Despite this disastrous start, the Third Republic ushered in the glittering belle époque (beautiful age), with Art Nouveau architecture, a whole field of artistic ‘isms’ from impressionism onwards and advances in science and engineering, including the construction of the first metro line, which opened in 1900. Expositions universelles (world exhibitions) were held in Paris in 1889 – showcasing the then maligned Eiffel Tower – and again in 1900 in the purpose-built Petit Palais. The Paris of nightclubs and artistic cafés made its first appearance around this time, and Montmartre became a magnet for artists, writers, pimps and prostitutes (Click here).
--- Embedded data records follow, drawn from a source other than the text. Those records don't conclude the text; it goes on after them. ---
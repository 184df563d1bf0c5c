// src/application/commands/player_commands.rs

use serde_json::Value;

use crate::application::state::AppState;
use crate::services::MessageOutcome;

/// Entry point for messages posted by the player frame.
pub fn receive_player_message(state: &AppState, origin: &str, payload: &Value) -> MessageOutcome {
    state.player_receiver.handle_message(origin, payload)
}

/// Teardown: write every pending position now.
pub fn flush_progress(state: &AppState) {
    state.progress_tracker.flush();
}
But France was consumed with a desire for revenge after its defeat by Germany, and jingoistic nationalism, scandals and accusations were the order of the day. The most serious crisis – morally and politically – of the Third Republic, however, was the infamous Dreyfus Affair. This began in 1894 when a Jewish army captain named Alfred Dreyfus was accused of betraying military secrets to Germany – he was then court-martialled and sentenced to life imprisonment on Devil’s Island. Liberal politicians, artists and writers, including the novelist Émile Zola, who penned his celebrated ‘J’accuse!’ (I Accuse!) open letter in support of the captain, succeeded in having the case reopened – despite bitter opposition from the army command, right-wing politicians and many Catholic groups – and Dreyfus was vindicated in 1900. When he died in 1935 Dreyfus was laid to rest in the Cimetière de Montparnasse. The Dreyfus affair discredited the army and the Catholic Church in France. This resulted in more-rigorous civilian control of the military and, in 1905, the legal separation of the Catholic Church and the French state.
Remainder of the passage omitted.